§ **Data for review**:
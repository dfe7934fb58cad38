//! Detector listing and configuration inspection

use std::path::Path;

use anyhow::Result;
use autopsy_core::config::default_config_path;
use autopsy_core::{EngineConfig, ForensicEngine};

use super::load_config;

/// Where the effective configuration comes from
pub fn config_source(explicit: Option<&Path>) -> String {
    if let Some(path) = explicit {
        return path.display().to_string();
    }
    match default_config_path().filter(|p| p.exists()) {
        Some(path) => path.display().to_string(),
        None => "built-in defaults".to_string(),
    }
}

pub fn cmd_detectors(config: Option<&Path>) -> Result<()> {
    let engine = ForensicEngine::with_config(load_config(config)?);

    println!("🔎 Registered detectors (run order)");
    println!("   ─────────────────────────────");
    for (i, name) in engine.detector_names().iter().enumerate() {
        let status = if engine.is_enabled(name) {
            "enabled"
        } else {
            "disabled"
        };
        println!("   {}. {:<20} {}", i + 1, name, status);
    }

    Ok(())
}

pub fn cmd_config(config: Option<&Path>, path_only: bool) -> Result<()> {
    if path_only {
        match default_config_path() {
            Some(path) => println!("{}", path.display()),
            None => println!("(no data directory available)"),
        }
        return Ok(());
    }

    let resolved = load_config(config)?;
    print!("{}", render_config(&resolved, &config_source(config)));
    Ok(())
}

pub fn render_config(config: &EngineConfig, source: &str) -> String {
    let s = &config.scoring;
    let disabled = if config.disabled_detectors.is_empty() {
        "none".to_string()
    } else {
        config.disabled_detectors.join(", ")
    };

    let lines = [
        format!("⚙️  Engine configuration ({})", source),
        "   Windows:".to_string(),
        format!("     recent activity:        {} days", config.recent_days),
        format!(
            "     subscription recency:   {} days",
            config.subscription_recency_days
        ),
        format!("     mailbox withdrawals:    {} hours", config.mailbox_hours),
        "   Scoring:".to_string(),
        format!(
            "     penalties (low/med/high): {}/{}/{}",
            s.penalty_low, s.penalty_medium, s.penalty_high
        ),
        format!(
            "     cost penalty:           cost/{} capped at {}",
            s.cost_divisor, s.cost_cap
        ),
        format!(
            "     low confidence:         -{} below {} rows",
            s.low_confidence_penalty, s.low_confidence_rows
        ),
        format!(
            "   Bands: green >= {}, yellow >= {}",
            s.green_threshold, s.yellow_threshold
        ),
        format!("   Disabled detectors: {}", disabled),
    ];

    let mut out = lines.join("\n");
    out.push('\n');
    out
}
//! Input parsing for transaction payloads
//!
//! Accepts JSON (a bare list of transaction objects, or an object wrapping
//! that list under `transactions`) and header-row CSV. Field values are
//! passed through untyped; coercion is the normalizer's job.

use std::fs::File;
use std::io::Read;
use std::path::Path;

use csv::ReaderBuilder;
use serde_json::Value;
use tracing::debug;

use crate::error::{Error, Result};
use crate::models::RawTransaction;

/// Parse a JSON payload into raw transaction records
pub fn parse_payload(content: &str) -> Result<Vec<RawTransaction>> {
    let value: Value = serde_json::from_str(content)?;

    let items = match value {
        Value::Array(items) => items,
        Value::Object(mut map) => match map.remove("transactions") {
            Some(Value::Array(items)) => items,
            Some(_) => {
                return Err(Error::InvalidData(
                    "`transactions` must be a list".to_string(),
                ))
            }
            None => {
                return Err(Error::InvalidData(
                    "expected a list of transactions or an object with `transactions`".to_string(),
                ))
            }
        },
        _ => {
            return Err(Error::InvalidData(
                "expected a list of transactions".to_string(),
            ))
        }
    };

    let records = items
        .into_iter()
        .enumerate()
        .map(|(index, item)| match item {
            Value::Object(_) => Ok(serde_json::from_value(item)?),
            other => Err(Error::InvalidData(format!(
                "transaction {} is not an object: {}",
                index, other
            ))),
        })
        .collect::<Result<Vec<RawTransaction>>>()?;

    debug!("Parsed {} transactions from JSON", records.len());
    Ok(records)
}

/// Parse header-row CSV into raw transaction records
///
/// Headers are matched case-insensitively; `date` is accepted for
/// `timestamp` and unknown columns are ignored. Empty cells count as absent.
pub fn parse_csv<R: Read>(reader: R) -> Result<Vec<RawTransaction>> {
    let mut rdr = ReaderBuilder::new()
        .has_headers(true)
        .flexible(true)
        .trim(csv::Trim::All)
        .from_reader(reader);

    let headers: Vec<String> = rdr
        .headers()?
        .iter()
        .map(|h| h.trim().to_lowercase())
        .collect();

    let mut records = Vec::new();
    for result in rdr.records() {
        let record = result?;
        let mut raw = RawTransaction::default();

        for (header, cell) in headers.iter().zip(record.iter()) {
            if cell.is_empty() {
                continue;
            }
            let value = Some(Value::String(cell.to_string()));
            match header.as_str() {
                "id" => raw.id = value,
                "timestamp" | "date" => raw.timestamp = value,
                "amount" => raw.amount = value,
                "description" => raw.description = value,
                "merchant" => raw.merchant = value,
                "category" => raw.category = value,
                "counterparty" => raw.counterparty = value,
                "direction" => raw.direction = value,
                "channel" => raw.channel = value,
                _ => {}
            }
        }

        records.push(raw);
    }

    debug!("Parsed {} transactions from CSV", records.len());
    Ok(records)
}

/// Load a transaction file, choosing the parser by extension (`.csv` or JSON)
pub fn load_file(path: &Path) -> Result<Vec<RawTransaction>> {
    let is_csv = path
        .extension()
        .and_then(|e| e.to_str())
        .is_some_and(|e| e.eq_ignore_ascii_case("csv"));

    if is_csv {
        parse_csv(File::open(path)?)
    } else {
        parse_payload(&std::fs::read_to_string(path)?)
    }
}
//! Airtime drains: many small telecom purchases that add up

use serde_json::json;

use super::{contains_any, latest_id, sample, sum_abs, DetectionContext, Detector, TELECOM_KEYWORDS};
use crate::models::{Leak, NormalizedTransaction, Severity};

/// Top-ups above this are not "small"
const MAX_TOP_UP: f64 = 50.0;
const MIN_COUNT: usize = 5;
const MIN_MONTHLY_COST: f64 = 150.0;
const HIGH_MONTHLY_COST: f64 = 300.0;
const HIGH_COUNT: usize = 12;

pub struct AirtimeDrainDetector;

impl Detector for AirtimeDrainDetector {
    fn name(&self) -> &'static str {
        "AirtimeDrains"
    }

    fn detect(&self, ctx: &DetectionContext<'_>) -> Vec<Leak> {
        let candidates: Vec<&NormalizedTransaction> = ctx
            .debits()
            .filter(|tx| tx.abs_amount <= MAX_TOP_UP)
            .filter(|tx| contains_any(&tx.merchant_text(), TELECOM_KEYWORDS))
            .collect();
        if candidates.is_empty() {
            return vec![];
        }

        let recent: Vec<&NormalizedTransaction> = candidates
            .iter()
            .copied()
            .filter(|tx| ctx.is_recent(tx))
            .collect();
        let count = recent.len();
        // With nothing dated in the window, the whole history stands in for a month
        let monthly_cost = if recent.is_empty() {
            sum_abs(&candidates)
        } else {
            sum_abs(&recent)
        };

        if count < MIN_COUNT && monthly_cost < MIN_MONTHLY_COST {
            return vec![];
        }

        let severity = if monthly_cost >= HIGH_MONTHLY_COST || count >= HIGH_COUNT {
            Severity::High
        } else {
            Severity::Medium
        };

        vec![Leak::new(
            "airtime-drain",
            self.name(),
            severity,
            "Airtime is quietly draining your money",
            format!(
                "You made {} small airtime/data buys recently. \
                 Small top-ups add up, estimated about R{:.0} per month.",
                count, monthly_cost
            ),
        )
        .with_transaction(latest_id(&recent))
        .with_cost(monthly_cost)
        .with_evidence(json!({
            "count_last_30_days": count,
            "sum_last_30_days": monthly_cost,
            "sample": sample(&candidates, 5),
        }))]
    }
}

--

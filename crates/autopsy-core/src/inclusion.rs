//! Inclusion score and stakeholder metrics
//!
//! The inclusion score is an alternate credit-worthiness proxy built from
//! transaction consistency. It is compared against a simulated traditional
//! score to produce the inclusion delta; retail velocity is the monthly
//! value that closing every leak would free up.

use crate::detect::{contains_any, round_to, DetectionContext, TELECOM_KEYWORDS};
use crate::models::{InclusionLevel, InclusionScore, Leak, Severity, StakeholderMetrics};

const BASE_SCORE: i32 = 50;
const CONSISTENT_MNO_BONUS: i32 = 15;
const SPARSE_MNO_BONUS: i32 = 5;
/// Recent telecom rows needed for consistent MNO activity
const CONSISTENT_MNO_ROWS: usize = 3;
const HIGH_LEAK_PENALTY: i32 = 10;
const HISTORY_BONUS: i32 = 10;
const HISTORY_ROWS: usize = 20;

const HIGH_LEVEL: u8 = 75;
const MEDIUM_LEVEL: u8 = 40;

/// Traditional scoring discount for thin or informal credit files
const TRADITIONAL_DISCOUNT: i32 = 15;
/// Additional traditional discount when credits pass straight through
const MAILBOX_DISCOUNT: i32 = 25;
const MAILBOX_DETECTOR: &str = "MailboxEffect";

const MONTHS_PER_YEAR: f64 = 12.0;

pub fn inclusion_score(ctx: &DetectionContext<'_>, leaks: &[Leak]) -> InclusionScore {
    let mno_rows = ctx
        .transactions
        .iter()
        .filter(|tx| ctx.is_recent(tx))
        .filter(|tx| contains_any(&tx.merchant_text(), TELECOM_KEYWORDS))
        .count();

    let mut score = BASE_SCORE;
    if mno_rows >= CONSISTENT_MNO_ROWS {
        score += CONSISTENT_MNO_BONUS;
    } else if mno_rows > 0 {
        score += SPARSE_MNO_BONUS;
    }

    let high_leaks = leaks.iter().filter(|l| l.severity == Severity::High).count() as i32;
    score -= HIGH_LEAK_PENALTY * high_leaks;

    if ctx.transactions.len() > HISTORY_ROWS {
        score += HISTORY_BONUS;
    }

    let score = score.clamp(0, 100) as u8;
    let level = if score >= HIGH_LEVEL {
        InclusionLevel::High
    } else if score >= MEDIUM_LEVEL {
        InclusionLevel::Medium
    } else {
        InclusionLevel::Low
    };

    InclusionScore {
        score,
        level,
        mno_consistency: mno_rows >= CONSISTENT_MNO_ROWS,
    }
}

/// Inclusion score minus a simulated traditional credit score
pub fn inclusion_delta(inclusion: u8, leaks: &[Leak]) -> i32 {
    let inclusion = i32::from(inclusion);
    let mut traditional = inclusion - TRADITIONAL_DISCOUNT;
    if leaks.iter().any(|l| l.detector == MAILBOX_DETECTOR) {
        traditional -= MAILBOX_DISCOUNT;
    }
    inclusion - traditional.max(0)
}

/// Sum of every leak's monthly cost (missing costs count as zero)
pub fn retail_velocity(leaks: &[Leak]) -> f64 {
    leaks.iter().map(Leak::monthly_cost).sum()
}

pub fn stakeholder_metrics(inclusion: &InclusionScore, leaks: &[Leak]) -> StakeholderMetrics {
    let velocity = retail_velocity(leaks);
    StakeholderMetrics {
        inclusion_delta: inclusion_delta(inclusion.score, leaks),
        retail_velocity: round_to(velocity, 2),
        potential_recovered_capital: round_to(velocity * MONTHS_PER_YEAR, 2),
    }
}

§ **Task prompt**:
From the records above, return each line that includes "NormalizedTransaction".

§ **Response below**:
use crate::models::{Leak, NormalizedTransaction, Severity};
        let candidates: Vec<&NormalizedTransaction> = ctx
        let recent: Vec<&NormalizedTransaction> = candidates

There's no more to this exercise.